Contemporary management of gastrointestinal stromal tumors

11 May 2021

Gastrointestinal stromal tumor (GIST) is the most common mesenchymal tumor of the gastrointestinal (GI) tract.1 With primary oncogenic drivers in the mutations of exons 9 or 11 in KIT or exon 18 in PDGFRA, additional mutations in these genetic loci are frequently acquired during treatment with imatinib, sunitinib or regorafenib that leads to subsequent drug resistance.2 Previously, The National Comprehensive Cancer Network (NCCN) Task Force reported that GIST patients with KIT mutation at exon 9 or PDGFRA mutation at exon 18 had a low objective response rate (ORR) to imatinib of <50% and <37%, respectively.3 In particular, the progression-free survival (PFS) amongst those receiving imatinib, sunitinib or regorafenib were poor after developing drug resistance, ranging from 5 to 24 months.3

To address the drug resistance among patients with advanced GIST, the approved tyrosine kinase inhibitor (TKI) ripretinib can be used to target a broad spectrum of oncogenic and drug-resistant KIT and PDGFRA variants.4,5 In the phase 3 randomized, double-blind, placebo-controlled INVICTUS trial, ripretinib significantly improved the median PFS to 6.3 months versus 1 month in those receiving placebo (HR=0.16; 95% CI: 0.10-0.27; p<0.001).4 Compared to placebo, ripretinib also significantly improved the median overall survival (OS) to more than 15 months (HR=0.42; 95% CI: 0.26-0.67; p<0.001).2 Notably, ripretinib had a numerically greater ORR of 9.4% versus 0% in the placebo group (p=0.0504).2 In terms of safety, a similar rate of treatment-related serious adverse events was reported between ripretinib and placebo (9% vs. 7%).4

In addition to ripretinib, the approved TKI avapritinib can also be used to target the primary and secondary mutations in KIT and PDGFRA including the exon 18 PDGFRA D842V mutation which encodes the pan-drug resistance to imatinib, sunitinib and regorafenib.3,6 In the multicenter, open-label phase 1 NAVIGATOR study, avapritinib achieved an ORR of 88% with 98% of patients attaining clinical benefit, defined as complete response or partial response plus stable disease lasting for at least 16 weeks.6 Although >40% of patients receiving avapritinib reported adverse reactions including nausea, malaise, anemia, diarrhea, periorbital edema and memory impairment, a similar rate of treatment-related adverse events was reported in patients who received ≥1 avapritinib dose.6 With the approval of ripretinib and avapritinib, the NCCN guidelines now recommend avapritinib and ripretinib as the first- and fourthline therapy, respectively, for patients who had unresectable GISTs and significant morbidity.

With now 5 FDA approved agents for GISTs, Dr.
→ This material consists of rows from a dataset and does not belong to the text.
//! The raster value both pipelines produce.
use crate::{error::Error, Matrix};

/// ARGB value of a black pixel.
pub const ARGB_BLACK: u32 = 0xFF00_0000;
/// ARGB value of a white pixel.
pub const ARGB_WHITE: u32 = 0xFFFF_FFFF;

/// Pixel storage of a [`Raster`], row-major.
#[derive(Debug, Clone, PartialEq, Eq)]
pub enum Pixels {
    /// One `0xAARRGGBB` word per pixel.
    Argb8888(Vec<u32>),
    /// One flag per pixel, `true` is black.
    BiLevel(Vec<bool>),
}

impl Pixels {
    pub fn len(&self) -> usize {
        match self {
            Self::Argb8888(p) => p.len(),
            Self::BiLevel(p) => p.len(),
        }
    }

    pub fn is_empty(&self) -> bool {
        self.len() == 0
    }
}

/// A dense pixel buffer ready to be handed to a printer.
///
/// `pixels.len() == width * height` always holds; every constructor
/// checks it.
#[derive(Debug, Clone, PartialEq, Eq)]
pub struct Raster {
    width: u32,
    height: u32,
    pixels: Pixels,
}

impl Raster {
    /// Wrap a row-major pixel buffer.
    ///
    /// Fails when the raster would be empty or the buffer length does not
    /// match `width * height`.
    pub fn new(width: u32, height: u32, pixels: Pixels) -> Result<Self, Error> {
        if width == 0 || height == 0 {
            return Err(Error::InvalidConfig(format!(
                "raster {}x{} is empty",
                width, height
            )));
        }
        if pixels.len() as u64 != width as u64 * height as u64 {
            return Err(Error::InvalidConfig(format!(
                "{} pixels do not fill {}x{}",
                pixels.len(),
                width,
                height
            )));
        }
        Ok(Raster {
            width,
            height,
            pixels,
        })
    }

    /// Build a raster from an RGBA8 image, packing each pixel to ARGB.
    pub(crate) fn from_rgba(image: image::RgbaImage) -> Result<Self, Error> {
        let (width, height) = image.dimensions();
        let pixels = image
            .pixels()
            .map(|p| {
                let [r, g, b, a] = p.0;
                (a as u32) << 24 | (r as u32) << 16 | (g as u32) << 8 | b as u32
            })
            .collect();
        Self::new(width, height, Pixels::Argb8888(pixels))
    }

    pub fn width(&self) -> u32 {
        self.width
    }

    pub fn height(&self) -> u32 {
        self.height
    }

    pub fn dimensions(&self) -> (u32, u32) {
        (self.width, self.height)
    }

    pub fn pixels(&self) -> &Pixels {
        &self.pixels
    }

    pub fn into_pixels(self) -> Pixels {
        self.pixels
    }

    pub fn is_bi_level(&self) -> bool {
        matches!(self.pixels, Pixels::BiLevel(_))
    }

    /// ARGB value at `(x, y)`, bi-level pixels expanded to pure black/white.
    ///
    /// # Panics
    /// If the coordinate is outside the raster.
    pub fn argb(&self, x: u32, y: u32) -> u32 {
        assert!(x < self.width && y < self.height, "({}, {}) out of bounds", x, y);
        let index = (y * self.width + x) as usize;
        match &self.pixels {
            Pixels::Argb8888(p) => p[index],
            Pixels::BiLevel(p) => {
                if p[index] {
                    ARGB_BLACK
                } else {
                    ARGB_WHITE
                }
            }
        }
    }

    /// Whether the head should burn the dot at `(x, y)`.
    ///
    /// Transparent pixels are paper. Opaque ones are dark when their luma
    /// falls below `threshold`.
    pub fn is_dark(&self, x: u32, y: u32, threshold: u8) -> bool {
        if let Pixels::BiLevel(p) = &self.pixels {
            return p[(y * self.width + x) as usize];
        }
        let argb = self.argb(x, y);
        let a = (argb >> 24) as u8;
        if a < 128 {
            return false;
        }
        let r = (argb >> 16) as u8 as f32;
        let g = (argb >> 8) as u8 as f32;
        let b = argb as u8 as f32;
        let luma = (0.299 * r + 0.587 * g + 0.114 * b) as u8;
        luma < threshold
    }

    /// Pack into 1-bit rows, 8 pixels per byte, most significant bit first.
    ///
    /// Each row is `ceil(width / 8)` bytes; the padding bits of the last
    /// byte are left white.
    pub fn to_matrix(&self, threshold: u8) -> Matrix {
        let row_bytes = self.width.div_ceil(8);
        let mut bw: Matrix = Vec::with_capacity(self.height as usize);

        for y in 0..self.height {
            let mut buf = vec![0u8; row_bytes as usize];
            for x in 0..self.width {
                if self.is_dark(x, y, threshold) {
                    buf[(x / 8) as usize] |= 0x80 >> (x % 8);
                }
            }
            bw.push(buf);
        }

        bw
    }
}

#[cfg(test)]
mod tests {
    use super::*;

    #[test]
    fn argb_expands_bi_level() {
        let raster = Raster::new(2, 1, Pixels::BiLevel(vec![true, false])).unwrap();
        assert_eq!(raster.argb(0, 0), ARGB_BLACK);
        assert_eq!(raster.argb(1, 0), ARGB_WHITE);
    }

    #[test]
    fn new_rejects_mismatched_buffer() {
        assert!(matches!(
            Raster::new(3, 3, Pixels::BiLevel(vec![false; 8])),
            Err(Error::InvalidConfig(_))
        ));
        assert!(Raster::new(0, 3, Pixels::BiLevel(Vec::new())).is_err());
    }

    #[test]
    fn matrix_packs_msb_first_with_padding() {
        let mut cells = vec![false; 10];
        cells[0] = true;
        cells[9] = true;
        let raster = Raster::new(10, 1, Pixels::BiLevel(cells)).unwrap();

        assert_eq!(raster.to_matrix(128), vec![vec![0b1000_0000, 0b0100_0000]]);
    }

    #[test]
    fn transparent_pixels_stay_white() {
        let raster = Raster::new(
            3,
            1,
            Pixels::Argb8888(vec![0x0000_0000, 0xFF10_1010, 0xFFF0_F0F0]),
        )
        .unwrap();
        assert!(!raster.is_dark(0, 0, 128));
        assert!(raster.is_dark(1, 0, 128));
        assert!(!raster.is_dark(2, 0, 128));
    }

    #[test]
    fn from_rgba_packs_argb() {
        let image = image::RgbaImage::from_raw(1, 1, vec![0x11, 0x22, 0x33, 0x44]).unwrap();
        let raster = Raster::from_rgba(image).unwrap();
        assert_eq!(raster.argb(0, 0), 0x4411_2233);
    }
}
Richard Riedel, Associate Professor of the Duke Cancer Institute, United States, emphasized that all patients who are considering systemic therapy, regardless of being in the advanced or the neoadjuvant setting, should receive mutational testing to ensure that those with pan-resistant mutations are not exposed to unnecessary therapies that have no benefits. “Importantly, mutational testing really needs to be performed when considering systemic therapy for any individuals [with GIST] to identify the resistant mutations,” reiterated Dr. Riedel.